Today, naval combat reaches far beyond the waves. Operations extend into space, cyberspace, and the electromagnetic spectrum. Navies can strike across vast distances with stealth and long-range weapons, operating in congested littorals where sea, air, land, cyber, and space converge. The threats are real and varied: unmanned maritime systems, aerial drones, precision missiles, swarming fast-attack craft, seabed warfare . . . and still, the danger of naval mines.
Beneath the waves lies a hidden backbone of our world: the submarine cables and pipelines that carry the lifeblood of modern society. Yet, in both legal and practical terms, dangerously exposed. Naval warfare today is faster, more complex, and far more dangerous, and it is multi-domain by design.

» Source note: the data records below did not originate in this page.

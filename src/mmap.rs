//! Storage backing for an opened database.
//!
//! A database reads from exactly one of: a read-only memory mapping, an
//! owned byte vector, or a caller-guaranteed static borrow (the C buffer
//! path). All query structures borrow from this storage, so it lives
//! exactly as long as the [`crate::Database`] that owns it and is released
//! on close along with everything derived from it.

use crate::error::{Error, Result};
use memmap2::Mmap;
use std::fs::File;
use std::path::Path;

/// Backing bytes for an open database.
#[derive(Debug)]
pub enum Storage {
    /// Bytes owned by the database (built in memory or copied in).
    Owned(Vec<u8>),
    /// Read-only memory mapping; unmapped on drop.
    Mapped(Mmap),
    /// Caller-provided buffer that must outlive the database handle. Used
    /// by the C `open_buffer` path.
    Static(&'static [u8]),
}

impl Storage {
    /// Open a file and map it read-only.
    pub fn map_file(path: &Path) -> Result<Self> {
        let file = File::open(path).map_err(|source| Error::FileOpen {
            path: path.display().to_string(),
            source,
        })?;
        // Safety: the mapping is read-only; mutating the file behind a live
        // mapping is declared out of contract for database files.
        let mmap = unsafe { Mmap::map(&file) }.map_err(|source| Error::FileOpen {
            path: path.display().to_string(),
            source,
        })?;
        Ok(Storage::Mapped(mmap))
    }

    /// The full backing slice.
    pub fn as_slice(&self) -> &[u8] {
        match self {
            Storage::Owned(v) => v.as_slice(),
            Storage::Mapped(m) => &m[..],
            Storage::Static(s) => s,
        }
    }

    /// Size of the backing bytes.
    pub fn len(&self) -> usize {
        self.as_slice().len()
    }

    /// True when the backing is zero bytes.
    pub fn is_empty(&self) -> bool {
        self.as_slice().is_empty()
    }
}

#[cfg(test)]
mod tests {
    use super::*;
    use std::io::Write;
    use tempfile::NamedTempFile;

    #[test]
    fn map_file_roundtrip() {
        let mut file = NamedTempFile::new().unwrap();
        file.write_all(b"mapped bytes").unwrap();
        file.flush().unwrap();

        let storage = Storage::map_file(file.path()).unwrap();
        assert_eq!(storage.as_slice(), b"mapped bytes");
        assert_eq!(storage.len(), 12);
    }

    #[test]
    fn missing_file_is_file_open_error() {
        let err = Storage::map_file(Path::new("/nonexistent/matchy.db")).unwrap_err();
        assert!(matches!(err, Error::FileOpen { .. }));
    }

    #[test]
    fn owned_storage() {
        let storage = Storage::Owned(vec![1, 2, 3]);
        assert_eq!(storage.as_slice(), &[1, 2, 3]);
        assert!(!storage.is_empty());
    }
}
#[cfg(test)]
mod tests {
    use super::*;
    use crate::builder::DatabaseBuilder;
    use std::collections::BTreeMap;

    fn payload(tag: &str) -> Value {
        let mut m = BTreeMap::new();
        m.insert("tag".to_string(), Value::String(tag.to_string()));
        Value::Map(m)
    }

    fn tagged(answer: &QueryAnswer<'_>) -> String {
        match answer.entry().unwrap().navigate(&["tag"]).unwrap() {
            Value::String(s) => s,
            other => panic!("expected string tag, got {other:?}"),
        }
    }

    fn build(entries: &[(&str, &str)]) -> Database {
        let mut builder = DatabaseBuilder::new();
        for (key, tag) in entries {
            builder.add_entry(key, payload(tag)).unwrap();
        }
        Database::from_bytes(builder.build().unwrap()).unwrap()
    }

    #[test]
    fn ip_query_hits_and_misses() {
        let db = build(&[("8.8.8.0/24", "dns"), ("10.0.0.0/8", "private")]);
        let answer = db.query("8.8.8.8").unwrap();
        assert!(answer.found);
        assert_eq!(answer.prefix_len, 24);
        assert_eq!(tagged(&answer), "dns");

        let answer = db.query("9.9.9.9").unwrap();
        assert!(!answer.found);
        assert!(answer.entry().is_err());
    }

    #[test]
    fn longest_prefix_wins() {
        let db = build(&[
            ("10.0.0.0/8", "outer"),
            ("10.1.0.0/16", "middle"),
            ("10.1.2.0/24", "inner"),
        ]);
        let answer = db.query("10.1.2.3").unwrap();
        assert_eq!(answer.prefix_len, 24);
        assert_eq!(tagged(&answer), "inner");

        let answer = db.query("10.1.9.9").unwrap();
        assert_eq!(answer.prefix_len, 16);
        assert_eq!(tagged(&answer), "middle");

        let answer = db.query("10.9.9.9").unwrap();
        assert_eq!(answer.prefix_len, 8);
        assert_eq!(tagged(&answer), "outer");
    }

    #[test]
    fn v6_database_serves_both_families() {
        let db = build(&[("2001:db8::/32", "doc"), ("8.8.8.0/24", "dns")]);
        let answer = db.query("2001:db8::1").unwrap();
        assert!(answer.found);
        assert_eq!(answer.prefix_len, 32);

        let answer = db.query("8.8.4.4").unwrap();
        assert!(!answer.found);
        let answer = db.query("8.8.8.1").unwrap();
        assert!(answer.found);
        assert_eq!(answer.prefix_len, 24);
    }

    #[test]
    fn v6_lookup_in_v4_only_database_fails() {
        let db = build(&[("1.2.3.0/24", "v4")]);
        let err = db.query("2001:db8::1").unwrap_err();
        assert!(matches!(err, Error::Ipv6LookupInIpv4Database(_)));
        // The v4-mapped form is fine.
        let answer = db.query("::ffff:1.2.3.4").unwrap();
        assert!(answer.found);
    }

    #[test]
    fn pattern_queries() {
        let db = build(&[("*.txt", "text"), ("*.log", "log"), ("test_*", "test")]);
        let hits = db.query_all_patterns("test_file.txt").unwrap();
        let patterns: Vec<&str> = hits.iter().map(|h| h.pattern).collect();
        assert_eq!(patterns, vec!["*.txt", "test_*"]);
        // Sorted by id.
        assert!(hits.windows(2).all(|w| w[0].pattern_id < w[1].pattern_id));

        let hits = db.query_all_patterns("nothing.rs").unwrap();
        assert!(hits.is_empty());
    }

    #[test]
    fn unified_query_takes_first_pattern_match() {
        let db = build(&[("*.txt", "text"), ("hello", "greeting"), ("*world*", "world")]);
        let answer = db.query("hello_world").unwrap();
        assert!(answer.found);
        assert_eq!(answer.prefix_len, 0);
        assert_eq!(tagged(&answer), "world");

        let answer = db.query("nothing.rs").unwrap();
        assert!(!answer.found);
    }

    #[test]
    fn entry_to_json() {
        let db = build(&[("1.1.1.1", "one")]);
        let answer = db.query("1.1.1.1").unwrap();
        let json = answer.entry().unwrap().to_json().unwrap();
        assert_eq!(json, r#"{"tag":"one"}"#);
    }

    #[test]
    fn metadata_is_exposed() {
        let db = build(&[("1.1.1.1", "one")]);
        let metadata = db.metadata().unwrap();
        match metadata {
            Value::Map(m) => {
                assert!(matches!(m.get("node_count"), Some(Value::Uint32(_))));
                assert_eq!(m.get("record_size"), Some(&Value::Uint16(32)));
                assert_eq!(m.get("ip_version"), Some(&Value::Uint16(4)));
            }
            other => panic!("expected map, got {other:?}"),
        }
        assert_eq!(db.format_version(), crate::format::FORMAT_VERSION);
    }

    #[test]
    fn introspection() {
        let db = build(&[("1.1.1.1", "one"), ("*.txt", "text")]);
        assert!(db.has_trie_data());
        assert!(db.has_pattern_data());
        assert_eq!(db.kind(), "combined prefix and pattern database");
        assert_eq!(db.pattern_count(), 1);
        assert_eq!(db.pattern_string(0).unwrap(), "*.txt");
        assert!(db.pattern_string(7).is_err());

        let db = build(&[("*.txt", "text")]);
        assert_eq!(db.kind(), "pattern database");
        let answer = db.query("1.2.3.4").unwrap();
        assert!(!answer.found);
    }

    #[test]
    fn cache_does_not_change_answers() {
        let entries = [
            ("8.8.8.0/24", "dns"),
            ("10.0.0.0/8", "private"),
            ("*.txt", "text"),
        ];
        let mut builder = DatabaseBuilder::new();
        for (key, tag) in &entries {
            builder.add_entry(key, payload(tag)).unwrap();
        }
        let bytes = builder.build().unwrap();

        let cached = Database::from_bytes(bytes.clone()).unwrap();
        let uncached = Database::from_bytes_with_options(
            bytes,
            OpenOptions {
                cache_capacity: 0,
                trusted: false,
            },
        )
        .unwrap();

        for key in ["8.8.8.8", "10.2.3.4", "9.9.9.9", "file.txt", "8.8.8.8"] {
            let a = cached.query(key).unwrap();
            let b = uncached.query(key).unwrap();
            assert_eq!(a.found, b.found, "{key}");
            assert_eq!(a.prefix_len, b.prefix_len, "{key}");
            if a.found {
                assert_eq!(tagged(&a), tagged(&b), "{key}");
            }
        }
        // Interleave a different key, then re-ask: still the same answer.
        let before = cached.query("8.8.8.8").unwrap();
        cached.query("10.0.0.1").unwrap();
        let after = cached.query("8.8.8.8").unwrap();
        assert_eq!(before.prefix_len, after.prefix_len);
        assert_eq!(tagged(&before), tagged(&after));
    }

    #[test]
    fn trusted_open_skips_checksum() {
        let mut builder = DatabaseBuilder::new();
        builder.add_entry("1.1.1.1", payload("one")).unwrap();
        let mut bytes = builder.build().unwrap();
        // Flip a bit inside the data section so only the CRC notices.
        let layout = crate::format::layout(&bytes, true).unwrap();
        let victim = layout.data.end - 1;
        bytes[victim] ^= 0x01;

        assert!(Database::from_bytes(bytes.clone()).is_err());
        let db = Database::from_bytes_with_options(
            bytes,
            OpenOptions {
                cache_capacity: 0,
                trusted: true,
            },
        );
        assert!(db.is_ok());
    }

    #[test]
    fn database_is_send_and_sync() {
        fn assert_send_sync<T: Send + Sync>() {}
        assert_send_sync::<Database>();
    }
}
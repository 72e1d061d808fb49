use leptos::prelude::*;
use sonoscope_core::{RenderOptions, Spectrogram, StftParams};
use std::sync::Arc;

/// What a click on the overlay does.
#[derive(Clone, Copy, Debug, PartialEq, Eq)]
pub enum Tool {
    Select,
    Text,
    Arrow,
    Rectangle,
}

/// Reactive UI state shared through context. Non-`Send` objects (renderer,
/// annotation store, worker) live in [`crate::session`].
#[derive(Clone, Copy)]
pub struct AppState {
    pub spectrogram: RwSignal<Option<Arc<Spectrogram>>>,
    pub render_options: RwSignal<RenderOptions>,
    pub stft_params: RwSignal<StftParams>,
    pub status: RwSignal<String>,
    pub busy: RwSignal<bool>,
    pub mic_listening: RwSignal<bool>,
    pub tool: RwSignal<Tool>,
    pub annotation_text: RwSignal<String>,
    pub annotation_color: RwSignal<String>,
    /// Bumped on every annotation store change so the overlay re-mirrors.
    pub annotations_version: RwSignal<u64>,
}

impl AppState {
    pub fn new() -> Self {
        Self {
            spectrogram: RwSignal::new(None),
            render_options: RwSignal::new(RenderOptions::default()),
            stft_params: RwSignal::new(StftParams::default()),
            status: RwSignal::new(String::from("Open an audio file or start the microphone")),
            busy: RwSignal::new(false),
            mic_listening: RwSignal::new(false),
            tool: RwSignal::new(Tool::Select),
            annotation_text: RwSignal::new(String::from("Note")),
            annotation_color: RwSignal::new(String::from("#ff3b30")),
            annotations_version: RwSignal::new(0),
        }
    }
}
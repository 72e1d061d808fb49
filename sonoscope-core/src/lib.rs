//! Annotated spectrogram core: STFT post-processing, color mapping, raster
//! rendering, annotation model and export. Browser bindings live in the
//! `sonoscope` crate; everything here runs natively.

pub mod annotation;
pub mod audio;
pub mod dsp;
pub mod error;
pub mod export;
pub mod render;
pub mod types;
pub mod worker;

pub use error::{Result, SonoscopeError};
pub use types::{AudioSamples, MagnitudeKind, RenderOptions, Spectrogram, StftParams, WindowKind};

The ocean as a shared global commons
The waters in which navies operate are far from empty. They are busy, crowded, alive with activity. Every day, countless actors traverse these seas, and most are neutral, completely unconnected to the fight.
The oceans are a shared global commons. Even in war, they do not cease to be shared – by belligerents and neutrals alike. And today, more than ever, its importance to all of us cannot be overstated. Conflict at sea touches far more than the belligerents. Its impact is felt by states and other actors not participating in the conflict. It affects trade, food, energy, communications, migration, leisure – even the air we breathe.
Modern maritime operations in armed conflict are highly complex. Commanding dispersed forces across vast oceans is a formidable challenge. Distance reduces situational awareness, often forcing commanders to make critical decisions with incomplete information.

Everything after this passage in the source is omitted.